MRC Laboratory of Molecular Biology, Francis Crick Avenue, Cambridge CB2 0QH, UK.
Nat Commun. 2021 Sep 9;12(1):5333. doi: 10.1038/s41467-021-25589-1.
The Spike (S) protein of SARS-CoV-2 binds ACE2 to direct fusion with host cells. S comprises a large external domain, a transmembrane domain, and a short cytoplasmic tail. Understanding the intracellular trafficking of S is relevant to SARS-CoV-2 infection, and to vaccines expressing full-length S from mRNA or adenovirus vectors. Here we report a proteomic screen for cellular factors that interact with the cytoplasmic tail of S. We confirm interactions with the COPI and COPII vesicle coats, ERM family actin regulators, and the WIPI3 autophagy component. The COPII binding site promotes exit from the endoplasmic reticulum, and although binding to COPI should retain S in the early Golgi where viral budding occurs, there is a suboptimal histidine residue in the recognition motif. As a result, S leaks to the surface where it accumulates and can direct the formation of multinucleate syncytia. Thus, the trafficking signals in the tail of S indicate that syncytia play a role in the SARS-CoV-2 lifecycle.

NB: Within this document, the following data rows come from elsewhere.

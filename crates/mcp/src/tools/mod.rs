pub mod whoami;
mod registry;

pub use whoami::WhoAmITool;
pub use registry::{
    json_schema_array, json_schema_object, json_schema_string, Tool, ToolRegistry,
};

刺突(S)蛋白是 SARS-CoV-2 与 ACE2 结合的关键,介导病毒与宿主细胞融合。S 蛋白由一个大的外部结构域、一个跨膜结构域和一个短的细胞质尾巴组成。了解 S 蛋白的细胞内运输途径与 SARS-CoV-2 感染以及表达全长 S 蛋白的 mRNA 或腺病毒载体疫苗密切相关。本研究报道了一个针对与 S 蛋白细胞质尾巴相互作用的细胞因子的蛋白质组学筛选。我们证实了与 COPI 和 COPII 囊泡外套、ERM 家族肌动蛋白调节剂和 WIPI3 自噬成分的相互作用。COPII 结合位点促进 S 蛋白从内质网中释放,尽管与 COPI 的结合会使 S 蛋白保留在早期高尔基体中,在那里发生病毒出芽,但在识别基序中存在一个次优的组氨酸残基。结果,S 蛋白渗漏到表面,在那里积累并可以指导多核合胞体的形成。因此,S 蛋白尾部的运输信号表明合胞体在 SARS-CoV-2 的生命周期中发挥作用。